§ **What is being asked**
Which of the lines in the listing that follows hold "true"? Pull each one out.
-------- Data shown --------
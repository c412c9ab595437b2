//! Builders for in-memory hosts in a known state

#![allow(dead_code)]

use camino::{Utf8Path, Utf8PathBuf};
use tmca_core::types::{ARTIFACTS, EXAMPLE_CONFIG_TEMPLATE};
use tmca_core::{ManagedExtension, ServiceInstance, ServiceKind, TmcaConfig};
use tmca_lifecycle::ExtensionLifecycle;

use super::mocks::MockHost;

pub const HOME: &str = "/home/pi";

pub const PRINTER_CFG: &str = "\
[mcu]
serial: /dev/serial/by-id/usb-Klipper

[printer]
kinematics: corexy
";

pub const MOONRAKER_CONF: &str = "\
[server]
host: 0.0.0.0

[update_manager]
";

pub const EXAMPLE_CFG: &str = "\
[autotune_tmc stepper_x]
motor: ldo-42sth48-2004mah
";

pub fn config() -> TmcaConfig {
    TmcaConfig::with_home(Utf8Path::new(HOME))
}

pub fn extension() -> ManagedExtension {
    ManagedExtension::from_config(&config())
}

pub fn instance(kind: ServiceKind, suffix: Option<&str>) -> ServiceInstance {
    ServiceInstance::new(kind, suffix.map(str::to_string), Utf8Path::new(HOME))
}

pub fn lifecycle(mock: &MockHost) -> ExtensionLifecycle {
    ExtensionLifecycle::new(&config(), mock.host())
}

/// Fluent setup of a [`MockHost`]
pub struct HostBuilder {
    klipper_dir: bool,
    installed: bool,
    missing_artifact: Option<usize>,
    klipper: Vec<Option<String>>,
    moonraker: Vec<Option<String>>,
    printer_cfg: Option<String>,
    existing_example: bool,
}

impl Default for HostBuilder {
    fn default() -> Self {
        Self::new()
    }
}

impl HostBuilder {
    /// Klipper present, plugin absent, one Klipper and one Moonraker instance
    pub fn new() -> Self {
        Self {
            klipper_dir: true,
            installed: false,
            missing_artifact: None,
            klipper: vec![None],
            moonraker: vec![None],
            printer_cfg: Some(PRINTER_CFG.to_string()),
            existing_example: false,
        }
    }

    pub fn without_klipper(mut self) -> Self {
        self.klipper_dir = false;
        self
    }

    pub fn installed(mut self) -> Self {
        self.installed = true;
        self
    }

    /// Installed, except the link of artifact `index` is missing
    pub fn missing_link(mut self, index: usize) -> Self {
        self.installed = true;
        self.missing_artifact = Some(index);
        self
    }

    pub fn klipper_instances(mut self, suffixes: &[Option<&str>]) -> Self {
        self.klipper = suffixes.iter().map(|s| s.map(str::to_string)).collect();
        self
    }

    pub fn moonraker_instances(mut self, suffixes: &[Option<&str>]) -> Self {
        self.moonraker = suffixes.iter().map(|s| s.map(str::to_string)).collect();
        self
    }

    pub fn without_moonraker(self) -> Self {
        self.moonraker_instances(&[])
    }

    pub fn printer_cfg(mut self, content: &str) -> Self {
        self.printer_cfg = Some(content.to_string());
        self
    }

    pub fn without_printer_cfg(mut self) -> Self {
        self.printer_cfg = None;
        self
    }

    pub fn existing_example_config(mut self) -> Self {
        self.existing_example = true;
        self
    }

    pub fn build(self) -> MockHost {
        let mock = MockHost::new();
        let ext = extension();
        let home = Utf8PathBuf::from(HOME);

        for artifact in ARTIFACTS {
            mock.add_repo_file(artifact, "# plugin source\n");
        }
        mock.add_repo_file(EXAMPLE_CONFIG_TEMPLATE, EXAMPLE_CFG);

        if self.klipper_dir {
            mock.add_dir(ext.klipper_dir.clone());
            mock.add_dir(ext.extras_dir.clone());
        }

        if self.installed {
            mock.add_dir(ext.install_dir.clone());
            for artifact in ARTIFACTS {
                mock.add_file(ext.install_dir.join(artifact), "# plugin source\n");
            }
            mock.add_file(ext.example_config_template(), EXAMPLE_CFG);
            for (i, (target, link)) in ext.link_pairs().into_iter().enumerate() {
                if self.missing_artifact != Some(i) {
                    mock.add_link(link, target);
                }
            }
        }

        for suffix in self.klipper {
            let instance = ServiceInstance::new(ServiceKind::Klipper, suffix, &home);
            mock.add_dir(instance.cfg_dir());
            if let Some(content) = &self.printer_cfg {
                mock.add_file(instance.cfg_file(), content);
            }
            if self.existing_example {
                mock.add_file(instance.cfg_dir().join("autotune_tmc.cfg"), "# mine\n");
            }
            mock.add_instance(instance);
        }

        for suffix in self.moonraker {
            let instance = ServiceInstance::new(ServiceKind::Moonraker, suffix, &home);
            mock.add_dir(instance.cfg_dir());
            mock.add_file(instance.cfg_file(), MOONRAKER_CONF);
            mock.add_instance(instance);
        }

        mock
    }
}
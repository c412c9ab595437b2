//! Synchronous external command execution

use std::process::Command;
use tmca_core::{Error, Result};
use tracing::debug;

/// Make sure `program` is on PATH before trying to run it
pub(crate) fn require(program: &str) -> Result<()> {
    which::which(program)
        .map(|_| ())
        .map_err(|_| Error::command_not_found(program))
}

/// Run `cmd` to completion, turning a non-zero exit into [`Error::CommandFailed`]
pub(crate) fn run(cmd: &mut Command) -> Result<String> {
    let label = describe(cmd);
    debug!("Running: {}", label);

    let output = cmd.output()?;
    if !output.status.success() {
        let stderr = String::from_utf8_lossy(&output.stderr).trim().to_string();
        return Err(Error::command_failed(label, output.status.to_string(), stderr));
    }

    Ok(String::from_utf8_lossy(&output.stdout).into_owned())
}

fn describe(cmd: &Command) -> String {
    let mut parts = vec![cmd.get_program().to_string_lossy().into_owned()];
    parts.extend(cmd.get_args().map(|a| a.to_string_lossy().into_owned()));
    parts.join(" ")
}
--------
§ **Your response**
            klipper_dir: true,
        self.installed = true;
        self.installed = true;
        self.existing_example = true;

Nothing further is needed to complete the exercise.